PS: After I found this problem I went back to the shop, they tested it for me suddenlty it works on their machine, and I also known that they used photoshop cs. For me I use adobe CS3, even I've tried to setup CS2 on my machine but I still can't view it.

Please help me.

Regards,
Bunsak:grin:


----------



## Inactive (Apr 11, 2005)

i'd say you have an issue with your cd drive. does your cd drive read other discs?


----------



## koala (Mar 27, 2005)

.PCD is the Kodak Photo CD file format for hi-res photos. You need to install the *Kodak Photo CD plugin* to view these files in Photoshop.

If you don't need to edit the photos, you can view them in the freeware *IrfanView*. It just needs the *IrfanView PCD plugin*.


----------



## bunsak (May 4, 2007)

Dear Koala,

I really have to say thanks for your kindly help me about this. I have followed the first link that you gave me and I found that they only give me the update verison one only, how come if at my machine doesn't have the fresh instalation file? how can I update it?

Looking forward to hearing from you.

Best Regards,
Bunsak


----------



## bunsak (May 4, 2007)

freddyhard said:


> i'd say you have an issue with your cd drive. does your cd drive read other discs?


Sure my cd drive read very well.


----------



## koala (Mar 27, 2005)

Sorry, I should have read it more carefully. I'll see if I can find an original version to download.

I think it's an option when you do a custom install of Photoshop rather than a default install. You can choose which plugins and extras are installed and set the file associations, etc.

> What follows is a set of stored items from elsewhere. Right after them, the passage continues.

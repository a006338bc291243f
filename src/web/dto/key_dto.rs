use serde::{Deserialize, Serialize};

#[derive(Debug, Serialize, Deserialize, Default)]
pub struct CreateKeyRequest {
    /// 不提供时由服务端生成
    pub key: Option<String>,
    pub description: Option<String>,
}

#[derive(Debug, Serialize)]
#[serde(rename_all = "camelCase")]
pub struct KeyResponse {
    pub id: String,
    pub description: Option<String>,
    pub created_at: Option<i64>,
    pub last_used_at: Option<i64>,
}

/// 创建响应，明文只在这里出现一次
#[derive(Debug, Serialize)]
#[serde(rename_all = "camelCase")]
pub struct CreatedKeyResponse {
    pub id: String,
    pub key: String,
    pub description: Option<String>,
}
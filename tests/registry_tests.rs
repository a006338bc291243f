use std::sync::Arc;

use sqlx::sqlite::SqlitePoolOptions;
use sqlx::SqlitePool;

use hermes_gateway::dao::init_db;
use hermes_gateway::dao::provider::{get_provider_by_id, STATUS_ACTIVE, STATUS_ERROR, STATUS_PENDING};
use hermes_gateway::gateway::normalizer::Normalizer;
use hermes_gateway::gateway::registry::{ProviderPatch, ProviderRegistry};

/// 初始化测试环境的辅助函数（内存库，单连接）
async fn setup_registry() -> (Arc<SqlitePool>, Arc<ProviderRegistry>) {
    let pool = SqlitePoolOptions::new()
        .max_connections(1)
        .connect("sqlite::memory:")
        .await
        .expect("failed to open in-memory sqlite");
    init_db(&pool, "data/init.sql").await.expect("DB init failed");
    let pool = Arc::new(pool);
    let registry = Arc::new(ProviderRegistry::new(pool.clone(), Arc::new(Normalizer::new())));
    registry.bootstrap().await.expect("bootstrap failed");
    (pool, registry)
}

#[tokio::test]
async fn test_provider_create_then_get_roundtrip() {
    let (pool, registry) = setup_registry().await;

    let created = registry
        .create(
            "alpha",
            "https://u1.example/",
            "sk-upstream",
            vec!["  gpt-4o-audio ".to_string(), String::new()],
        )
        .await
        .expect("create failed");

    let stored = get_provider_by_id(&pool, &created.id)
        .await
        .unwrap()
        .expect("provider missing");
    assert_eq!(stored.name, "alpha");
    // 末尾斜杠被归一化掉
    assert_eq!(stored.base_url, "https://u1.example");
    assert_eq!(stored.status, STATUS_PENDING);
    assert_eq!(stored.blacklist(), vec!["gpt-4o-audio".to_string()]);
    assert!(stored.model_list().is_empty());
}

#[tokio::test]
async fn test_sync_success_activates_and_indexes_models() {
    let (_pool, registry) = setup_registry().await;
    let provider = registry
        .create("alpha", "https://u1", "k", vec![])
        .await
        .unwrap();

    registry
        .apply_sync_success(&provider.id, &["gpt-4o-mini".to_string(), "qwen-turbo".to_string()])
        .await
        .unwrap();

    let snapshot = registry.snapshot();
    let view = snapshot.providers.get(&provider.id).unwrap();
    assert_eq!(view.status, STATUS_ACTIVE);
    assert!(view.last_synced_at.is_some());

    let canonical = snapshot.resolve_canonical(&registry.normalizer().canonical("gpt-4o-mini"));
    let candidates = registry.providers_for(&canonical);
    assert_eq!(candidates.len(), 1);
    assert_eq!(candidates[0].id, provider.id);
}

#[tokio::test]
async fn test_blacklist_is_subtracted_from_effective_set() {
    let (_pool, registry) = setup_registry().await;
    let provider = registry
        .create("alpha", "https://u1", "k", vec!["gpt-4".to_string()])
        .await
        .unwrap();

    registry
        .apply_sync_success(
            &provider.id,
            &["gpt-4o-mini".to_string(), "openai/gpt-4".to_string()],
        )
        .await
        .unwrap();

    let snapshot = registry.snapshot();
    let view = snapshot.providers.get(&provider.id).unwrap();
    // 黑名单按归一化后的 id 剔除，连厂商前缀写法一起拦下
    assert_eq!(view.models, vec!["gpt-4o-mini".to_string()]);

    let union = snapshot.active_model_union();
    assert!(union.iter().all(|m| !m.contains("gpt-4") || m.contains("4o")));
}

#[tokio::test]
async fn test_model_union_deduplicates_across_providers() {
    let (_pool, registry) = setup_registry().await;
    let p1 = registry.create("alpha", "https://u1", "k", vec![]).await.unwrap();
    let p2 = registry.create("beta", "https://u2", "k", vec![]).await.unwrap();

    registry
        .apply_sync_success(&p1.id, &["gpt-4o-mini".to_string()])
        .await
        .unwrap();
    registry
        .apply_sync_success(&p2.id, &["openai/gpt-4o-mini".to_string()])
        .await
        .unwrap();

    let snapshot = registry.snapshot();
    let union = snapshot.active_model_union();
    assert_eq!(union.len(), 1, "same family must collapse, got {:?}", union);

    // 两家供应商都要出现在该模型的候选里
    let canonical = union[0].clone();
    let candidates = registry.providers_for(&canonical);
    assert_eq!(candidates.len(), 2);
}

#[tokio::test]
async fn test_pending_providers_are_not_in_union() {
    let (_pool, registry) = setup_registry().await;
    let p1 = registry.create("alpha", "https://u1", "k", vec![]).await.unwrap();
    registry.apply_sync_success(&p1.id, &["gpt-4o-mini".to_string()]).await.unwrap();
    // 第二家保持 pending
    registry.create("beta", "https://u2", "k", vec![]).await.unwrap();

    let snapshot = registry.snapshot();
    assert_eq!(snapshot.active_count(), 1);
    assert_eq!(snapshot.active_model_union().len(), 1);
}

#[tokio::test]
async fn test_sync_failure_marks_pending_as_error_and_keeps_models() {
    let (pool, registry) = setup_registry().await;
    let p1 = registry.create("alpha", "https://u1", "k", vec![]).await.unwrap();

    // pending 阶段同步失败 → error
    registry.apply_sync_failure(&p1.id).await.unwrap();
    let stored = get_provider_by_id(&pool, &p1.id).await.unwrap().unwrap();
    assert_eq!(stored.status, STATUS_ERROR);

    // active 供应商失败保持 active，模型列表不动
    let p2 = registry.create("beta", "https://u2", "k", vec![]).await.unwrap();
    registry.apply_sync_success(&p2.id, &["qwen-turbo".to_string()]).await.unwrap();
    registry.apply_sync_failure(&p2.id).await.unwrap();
    let stored = get_provider_by_id(&pool, &p2.id).await.unwrap().unwrap();
    assert_eq!(stored.status, STATUS_ACTIVE);
    assert_eq!(stored.model_list(), vec!["qwen-turbo".to_string()]);
}

#[tokio::test]
async fn test_strip_model_removes_family() {
    let (pool, registry) = setup_registry().await;
    let p1 = registry.create("alpha", "https://u1", "k", vec![]).await.unwrap();
    registry
        .apply_sync_success(
            &p1.id,
            &["gpt-4o-mini".to_string(), "qwen-turbo".to_string()],
        )
        .await
        .unwrap();

    let stripped = registry.strip_model(&p1.id, "GPT-4o-mini").await.unwrap();
    assert!(stripped);

    let stored = get_provider_by_id(&pool, &p1.id).await.unwrap().unwrap();
    assert_eq!(stored.model_list(), vec!["qwen-turbo".to_string()]);

    // 再剔一次没有效果
    assert!(!registry.strip_model(&p1.id, "gpt-4o-mini").await.unwrap());
}

#[tokio::test]
async fn test_update_resets_sync_state() {
    let (pool, registry) = setup_registry().await;
    let p1 = registry.create("alpha", "https://u1", "k", vec![]).await.unwrap();
    registry.apply_sync_success(&p1.id, &["gpt-4o-mini".to_string()]).await.unwrap();

    registry
        .update(
            &p1.id,
            ProviderPatch {
                base_url: Some("https://u1-new".to_string()),
                ..Default::default()
            },
        )
        .await
        .unwrap()
        .expect("provider should exist");

    let stored = get_provider_by_id(&pool, &p1.id).await.unwrap().unwrap();
    assert_eq!(stored.base_url, "https://u1-new");
    assert_eq!(stored.status, STATUS_PENDING);
    assert!(stored.model_list().is_empty());
    assert!(stored.last_synced_at.is_none());
}

#[tokio::test]
async fn test_delete_removes_provider_from_snapshot() {
    let (_pool, registry) = setup_registry().await;
    let p1 = registry.create("alpha", "https://u1", "k", vec![]).await.unwrap();
    registry.apply_sync_success(&p1.id, &["gpt-4o-mini".to_string()]).await.unwrap();

    assert!(registry.delete(&p1.id).await.unwrap());
    let snapshot = registry.snapshot();
    assert!(snapshot.providers.is_empty());
    assert!(snapshot.active_model_union().is_empty());
    assert!(!registry.delete(&p1.id).await.unwrap());
}

#[tokio::test]
async fn test_snapshot_version_increments_on_reload() {
    let (_pool, registry) = setup_registry().await;
    let v1 = registry.snapshot().version;
    registry.create("alpha", "https://u1", "k", vec![]).await.unwrap();
    let v2 = registry.snapshot().version;
    assert!(v2 > v1);
}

I would check on my Photoshop CD, but I don't want to risk messing up my current installation. Try a reinstall using the custom settings to see if the Kodak PCD plugin is offered as a choice. I'm pretty sure I've seen it in there, I just never install it as I don't use Photo CDs.


EDIT: From http://livedocs.adobe.com/en_US/Pho...WSfd1234e1c4b69f30ea53e41001031ab64-78f5.html


> You can find the PhotoCD plug-in on the Photoshop CS3 DVD (Goodies/Optional Plug-Ins/Kodak PhotoCD. The ReadMe included in the DVD mentions where to copy the PhotoCD plug-ins and the color profiles.


----------



## bunsak (May 4, 2007)

Dear Koala,

Thanks again for your kindly. I'll follow all you step and catch bach later.

Thanks in advance,
Bunsak


----------